UEFI Secure Boot

[6502]

Is it possible to run FreeBSD with Secure Boot? There is a module called Shim which is used to start Linux from Secure Boot. Can it (or similar) be used to load FreeBSD?

Somebody may ask why I need Secure Boot when the OS is open source. The main reason is to have auto-starting system with encrypted storage.

 

[T-Aoki]

I myself don't like current SecureBoot (AFAIK, no organization responsible to contract, audit and provide keys to sign off boot codes which are ASSURED TO BE USED ALL SecureBoot-capable hardwares like root CAs provide signed-off SSL keys), so I never attempted to test, but some resources are available.

 

[tingo]

Also: if the UEFi firmware on the machine supports (allows) use of MOK (Machine Owner Key) when Secure Boot is on varies from machine to machine. If you are able to enroll your own MOK but the firmware doesn't read it when Secure Boot is on (for whatever reason) you are back to square one, as the chances of getting either Microsoft or the vendor of the machine to sign your binaries are zero.

 

[6502]

If you have MOK, probably you can use it to sign the boot loader file of Windows. I am not sure for details but if you can change the default Microsoft key, it can be restored in some way. Nobody will expect that Microsoft will sign any file for end user. For similar reason exists Shim.

 

[RetroComputingCollector]

My home server works just fine with Secure Boot. I self-signed loader.efi, and then enrolled that key in the BIOS menu. It's really that simple!

 

[drhowarddrfine]

RetroComputingCollector Can you give details on the steps for doing all that?

 

[RetroComputingCollector]

cd /boot, sh /usr/share/examples/uefisign/uefikeys testcert, uefisign -c testcert.pem -k testcert.key -o signed-binary loader.efi

Then open your BIOS and follow whatever chain of clicks, then enroll loader.efi as a key

 

[SDK Chan]

I thought about secureboot some time ago, and the only point I can see is, it protects against booting a specific system, but if you have encryption in place during boot, what kind of difference would it make ?
Out of curiosity I am going to try out secureboot on FreeBSD.

EDIT:
The above commands worked for me.

 

[cracauer@]

I thought about secureboot some time ago, and the only point I can see is, it protects against booting a specific system, but if you have encryption in place during boot, what kind of difference would it make ?

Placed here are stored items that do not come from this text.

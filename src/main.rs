//! Headless runner: builds the contraption and steps it, logging progress.

use std::path::PathBuf;

use anyhow::{Context, Result};
use cgmath::{Matrix4, Point3, Vector3};
use clap::Parser;

use contraption::gfx::scene::NodeId;
use contraption::{FrameDriver, SceneConfig};

#[derive(Parser)]
#[command(
    name = "contraption",
    about = "Step the Rube-Goldberg scene without a renderer"
)]
struct Cli {
    /// YAML scene configuration; the built-in scene when omitted.
    #[arg(long)]
    config: Option<PathBuf>,

    /// Number of fixed simulation steps to run.
    #[arg(long, default_value_t = 600)]
    ticks: u64,

    /// Log a status line every N steps (0 disables).
    #[arg(long, default_value_t = 60)]
    report_every: u64,

    /// Feed this much wall-clock time per frame instead of stepping directly.
    #[arg(long)]
    frame_time: Option<f32>,

    /// Turn the given light off before running (repeatable).
    #[arg(long = "light-off")]
    lights_off: Vec<usize>,

    /// Print the effective configuration as YAML and exit.
    #[arg(long)]
    dump_config: bool,
}

fn main() -> Result<()> {
    env_logger::Builder::from_env(env_logger::Env::default().default_filter_or("info")).init();

    let cli = Cli::parse();

    let config = match &cli.config {
        Some(path) => SceneConfig::from_file(path)
            .with_context(|| format!("loading scene config {}", path.display()))?,
        None => SceneConfig::default(),
    };

    if cli.dump_config {
        print!("{}", config.to_yaml_string()?);
        return Ok(());
    }

    let mut driver = contraption::launch(config).context("assembling scene")?;
    for index in &cli.lights_off {
        driver
            .toggle_light(*index)
            .with_context(|| format!("toggling light {}", index))?;
    }

    run(&mut driver, &cli);

    let view = Matrix4::look_at_rh(
        Point3::new(0.0, 20.0, 120.0),
        Point3::new(-20.0, -40.0, 0.0),
        Vector3::unit_y(),
    );
    let frame = driver.shading_frame(&view);
    log::info!(
        "Finished after {} steps ({:.2}s simulated): {} shaded objects, {} bytes of light data",
        driver.ticks(),
        driver.simulated_time(),
        frame.objects.len(),
        frame.light_bytes().len()
    );
    Ok(())
}

fn run(driver: &mut FrameDriver, cli: &Cli) {
    let mut last_report = 0;
    while driver.ticks() < cli.ticks {
        let progressed = match cli.frame_time {
            Some(frame_time) => u64::from(driver.advance(frame_time)),
            None => u64::from(driver.tick()),
        };
        if progressed == 0 && cli.frame_time.map_or(true, |t| t <= 0.0) {
            log::warn!("Simulation is not advancing; stopping");
            break;
        }

        if cli.report_every > 0 && driver.ticks() >= last_report + cli.report_every {
            last_report = driver.ticks();
            report(driver);
        }
    }
}

fn report(driver: &FrameDriver) {
    let scene = driver.scene();
    let describe = |name: &str| -> String {
        let Some(id) = scene.find_by_name(name) else {
            return format!("{}: missing", name);
        };
        describe_node(driver, id)
    };

    log::info!(
        "t={:.2}s | {} | {} | {}",
        driver.simulated_time(),
        describe("ball_1"),
        describe("ball_2"),
        describe("domino")
    );
}

fn describe_node(driver: &FrameDriver, id: NodeId) -> String {
    let scene = driver.scene();
    let Some(node) = scene.node(id) else {
        return format!("{:?}: missing", id);
    };
    let p = node.transform.position;
    format!(
        "{} {:?} at ({:.2}, {:.2}, {:.2})",
        node.name,
        node.state(),
        p.x,
        p.y,
        p.z
    )
}
//! # Procedural Geometry
//!
//! Mesh data consumed read-only by the physics core. The renderer owns the GPU side of
//! these meshes; the simulation only ever asks a mesh for its local bounding box.
//!
//! ## Supported Primitives
//!
//! - **Box**: axis-aligned box centered at the origin
//! - **Sphere**: UV sphere with configurable resolution
//! - **Cylinder**: Y-aligned cylinder (or cone frustum) centered at the origin
//!
//! ## Usage
//!
//! ```rust
//! use contraption::gfx::geometry::{generate_box, generate_sphere};
//!
//! let mut domino = generate_box(0.5, 10.0, 5.0);
//! domino.compute_bounding_box();
//! assert!(domino.bounds().is_some());
//!
//! let ball = generate_sphere(1.0, 32, 32);
//! assert!(ball.bounds().is_none()); // not computed yet
//! ```

pub mod primitives;

pub use primitives::*;

use crate::physics::aabb::Aabb;
use cgmath::Vector3;

/// Triangle mesh data plus an optional cached bounding box
#[derive(Debug, Clone)]
pub struct GeometryData {
    /// Vertex positions (x, y, z)
    pub vertices: Vec<[f32; 3]>,
    /// Normal vectors (x, y, z)
    pub normals: Vec<[f32; 3]>,
    /// Triangle indices (counter-clockwise winding)
    pub indices: Vec<u32>,
    bounds: Option<Aabb>,
}

impl GeometryData {
    /// Create a new empty geometry data structure
    pub fn new() -> Self {
        Self {
            vertices: Vec::new(),
            normals: Vec::new(),
            indices: Vec::new(),
            bounds: None,
        }
    }

    /// Get the number of vertices in this geometry
    pub fn vertex_count(&self) -> usize {
        self.vertices.len()
    }

    /// Get the number of triangles in this geometry
    pub fn triangle_count(&self) -> usize {
        self.indices.len() / 3
    }

    /// Computes and caches the local-space bounding box.
    ///
    /// Leaves the cache empty for a mesh without vertices.
    pub fn compute_bounding_box(&mut self) -> Option<Aabb> {
        let points: Vec<Vector3<f32>> = self
            .vertices
            .iter()
            .map(|v| Vector3::new(v[0], v[1], v[2]))
            .collect();
        self.bounds = Aabb::from_points(&points);
        self.bounds
    }

    /// Cached local-space bounding box, `None` until [`compute_bounding_box`] ran
    ///
    /// [`compute_bounding_box`]: GeometryData::compute_bounding_box
    pub fn bounds(&self) -> Option<Aabb> {
        self.bounds
    }
}

impl Default for GeometryData {
    fn default() -> Self {
        Self::new()
    }
}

The unencrypted early stages of the boot could be replaced by an adversary with versions that log your passphrase when you next boot the thing.

 

[SDK Chan]

The unencrypted early stages of the boot could be replaced by an adversary with versions that log your passphrase when you next boot the thing.

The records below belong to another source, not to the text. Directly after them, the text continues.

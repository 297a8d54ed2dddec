use cgmath::{InnerSpace, Matrix4, SquareMatrix, Vector3};

use contraption::gfx::lighting::DISABLED_MARKER_COLOR;
use contraption::gfx::material::hex_to_rgb;
use contraption::gfx::scene::{keys, BallPhase, DominoPhase, MotionState, NodeId};
use contraption::{FrameDriver, SceneConfig, SceneError};

fn driver() -> FrameDriver {
    contraption::default().unwrap()
}

fn id(driver: &FrameDriver, name: &str) -> NodeId {
    driver
        .scene()
        .find_by_name(name)
        .unwrap_or_else(|| panic!("no node named {}", name))
}

fn position(driver: &FrameDriver, name: &str) -> Vector3<f32> {
    driver.scene().node(id(driver, name)).unwrap().transform.position
}

fn focus(driver: &FrameDriver) -> Option<NodeId> {
    driver.simulation().unwrap().context().unwrap().focus()
}

fn run(driver: &mut FrameDriver, ticks: u32) {
    for _ in 0..ticks {
        assert!(driver.tick());
    }
}

#[test]
fn ball_waits_then_rolls_down_the_ramp() {
    let mut driver = driver();
    let ball = id(&driver, "ball_1");

    // 132 steps cover 2.2s; the release happens on the first step after 2.21s
    run(&mut driver, 132);
    let node = driver.scene().node(ball).unwrap();
    assert_eq!(node.ball_phase(), Some(BallPhase::Waiting));
    assert_eq!(node.transform.position, Vector3::new(18.0, 5.2, 0.0));

    run(&mut driver, 8);
    assert_eq!(driver.scene().node(ball).unwrap().ball_phase(), Some(BallPhase::OnRamp));

    let mut previous = position(&driver, "ball_1").x;
    assert!(previous < 18.0);
    for _ in 0..5 {
        run(&mut driver, 1);
        let x = position(&driver, "ball_1").x;
        assert!(x < previous);
        previous = x;
    }
}

#[test]
fn ball_eventually_leaves_the_ramp() {
    let mut driver = driver();
    run(&mut driver, 600);
    let phase = driver.scene().node(id(&driver, "ball_1")).unwrap().ball_phase();
    assert!(matches!(phase, Some(BallPhase::InAir) | Some(BallPhase::OnGround)));
}

#[test]
fn struck_domino_topples_and_turns_green() {
    let mut driver = driver();
    let target = id(&driver, "ball_2");
    let domino = id(&driver, "domino");
    let slab = id(&driver, "domino_slab");

    {
        let node = driver.scene_mut().node_mut(target).unwrap();
        node.transform.position = Vector3::new(28.5, -81.0, 24.507_275);
        node.velocity = Vector3::new(5.0, 0.0, 0.0);
    }

    run(&mut driver, 1);
    let scene = driver.scene();
    assert_eq!(scene.node(domino).unwrap().domino_phase(), Some(DominoPhase::Toppling));
    assert_eq!(scene.node(target).unwrap().velocity, Vector3::new(0.0, 0.0, 0.0));

    run(&mut driver, 120);
    let scene = driver.scene();
    let node = scene.node(domino).unwrap();
    assert_eq!(node.domino_phase(), Some(DominoPhase::Fallen));
    assert!((node.data.scalar(keys::ANGLE).unwrap() - std::f32::consts::FRAC_PI_2).abs() < 1e-6);
    let color = scene.node(slab).unwrap().material.as_ref().unwrap().color;
    assert_eq!(color, hex_to_rgb(0x00FF00));
}

#[test]
fn reset_restores_initial_scene() {
    let mut driver = driver();
    let ball = id(&driver, "ball_1");
    let target = id(&driver, "ball_2");
    let disc = id(&driver, "disc");

    driver.scene_mut().node_mut(target).unwrap().velocity = Vector3::new(3.0, 0.0, 0.0);
    run(&mut driver, 300);
    assert!(driver.simulated_time() > 4.9);

    driver.reset();
    assert_eq!(driver.ticks(), 0);
    assert_eq!(driver.simulated_time(), 0.0);

    let scene = driver.scene();
    let node = scene.node(ball).unwrap();
    assert_eq!(node.ball_phase(), Some(BallPhase::Waiting));
    assert_eq!(node.transform.position, Vector3::new(18.0, 5.2, 0.0));
    assert_eq!(node.velocity, Vector3::new(0.0, 0.0, 0.0));

    let node = scene.node(target).unwrap();
    assert_eq!(node.transform.position, Vector3::new(-30.0, -81.0, 24.507_275));
    assert_eq!(node.velocity, Vector3::new(0.0, 0.0, 0.0));

    assert_eq!(scene.node(disc).unwrap().data.scalar(keys::ANGLE), Some(0.0));
    assert_eq!(
        scene.node(id(&driver, "domino")).unwrap().domino_phase(),
        Some(DominoPhase::Standing)
    );

    // The tracking spot is back above the first ball
    let marker = scene.world_position(id(&driver, "light_marker_2")).unwrap();
    assert!((marker - Vector3::new(18.0, 25.2, 0.0)).magnitude() < 1e-4);
}

#[test]
fn advance_runs_fixed_steps_up_to_the_cap() {
    let mut driver = driver();
    assert_eq!(driver.advance(0.5), 8);

    driver.reset();
    driver.set_max_substeps(100);
    assert_eq!(driver.advance(0.5), 30);
    assert!((driver.simulated_time() - 0.5).abs() < 1e-4);
    assert!((driver.simulated_time() - driver.ticks() as f32 / 60.0).abs() < 1e-5);
}

#[test]
fn toggled_light_dims_its_marker() {
    let mut driver = driver();
    let marker = id(&driver, "light_marker_1");

    assert_eq!(driver.toggle_light(1), Ok(false));
    let color = driver.scene().node(marker).unwrap().material.as_ref().unwrap().color;
    assert_eq!(color, hex_to_rgb(DISABLED_MARKER_COLOR));
    let frame = driver.shading_frame(&Matrix4::identity());
    assert_eq!(frame.lights[1].params[0], 0.0);

    assert_eq!(driver.toggle_light(1), Ok(true));
    let color = driver.scene().node(marker).unwrap().material.as_ref().unwrap().color;
    assert_eq!(color, hex_to_rgb(0xFF0000));

    assert_eq!(
        driver.toggle_light(7),
        Err(SceneError::InvalidLightIndex { index: 7, count: 3 })
    );
}

#[test]
fn shading_frame_covers_every_drawable_node() {
    let mut driver = driver();
    run(&mut driver, 10);
    let frame = driver.shading_frame(&Matrix4::identity());

    // Everything but the root, the swing pivot and the domino pivot carries a mesh
    assert_eq!(frame.objects.len(), driver.scene().len() - 3);
    assert_eq!(frame.objects.len(), frame.nodes.len());
    assert_eq!(frame.object_bytes().len(), frame.objects.len() * 96);
}

#[test]
fn custom_start_delay_is_honored() {
    let mut config = SceneConfig::default();
    config.rolling_ball.start_delay = 0.0;
    let mut driver = contraption::launch(config).unwrap();
    run(&mut driver, 2);
    let phase = driver.scene().node(id(&driver, "ball_1")).unwrap().ball_phase();
    assert_eq!(phase, Some(BallPhase::OnRamp));
}

#[test]
fn struck_ball_takes_focus_and_topples_the_domino() {
    let mut driver = driver();
    let ball = id(&driver, "ball_1");
    let target = id(&driver, "ball_2");
    let domino = id(&driver, "domino");
    assert_eq!(focus(&driver), Some(ball));

    {
        let node = driver.scene_mut().node_mut(ball).unwrap();
        assert!(node.transition(MotionState::Ball(BallPhase::OnGround)));
        node.transform.position = Vector3::new(-32.9, -81.0, 24.507_275);
        node.velocity = Vector3::new(30.0, 0.0, 0.0);
    }

    run(&mut driver, 1);
    assert_eq!(focus(&driver), Some(target));
    // Masses 1 and 2: the striker bounces back at -10, the target leaves at 20
    let scene = driver.scene();
    assert!((scene.node(ball).unwrap().velocity.x + 10.0).abs() < 1e-4);
    assert!((scene.node(target).unwrap().velocity.x - 20.0).abs() < 1e-4);

    run(&mut driver, 240);
    let phase = driver.scene().node(domino).unwrap().domino_phase();
    assert!(matches!(phase, Some(DominoPhase::Toppling) | Some(DominoPhase::Fallen)));
    assert_eq!(focus(&driver), Some(target));

    driver.reset();
    assert_eq!(focus(&driver), Some(ball));
    let marker = driver.scene().world_position(id(&driver, "light_marker_2")).unwrap();
    assert!((marker - Vector3::new(18.0, 25.2, 0.0)).magnitude() < 1e-4);
}

#[test]
fn default_run_passes_wide_of_the_second_ball() {
    let mut driver = driver();
    let ball = id(&driver, "ball_1");
    let target = id(&driver, "ball_2");

    run(&mut driver, 900);
    let scene = driver.scene();
    let node = scene.node(target).unwrap();
    assert_eq!(node.velocity, Vector3::new(0.0, 0.0, 0.0));
    assert_eq!(node.transform.position, Vector3::new(-30.0, -81.0, 24.507_275));
    assert_eq!(
        scene.node(id(&driver, "domino")).unwrap().domino_phase(),
        Some(DominoPhase::Standing)
    );
    assert_eq!(focus(&driver), Some(ball));
}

Sounds to me like a rootkit, but I think secureboot is a nice layer of extra protection during boot.

 

[Dani78]

Yes i agree, using TPM secure boot will prevent/deter social engineering hack once access to the physical system has been obtained.

 

[6502]

The unencrypted early stages of the boot could be replaced by an adversary with versions that log your passphrase when you next boot the thing.

Not only this. There is automatic mode when OS is loaded without passphrase - the files on unencrypted boot partition automatically download the key (for LUKS or BitLocker) and use it later in boot process. Without Secure boot they can be replaced with similar files which log the key.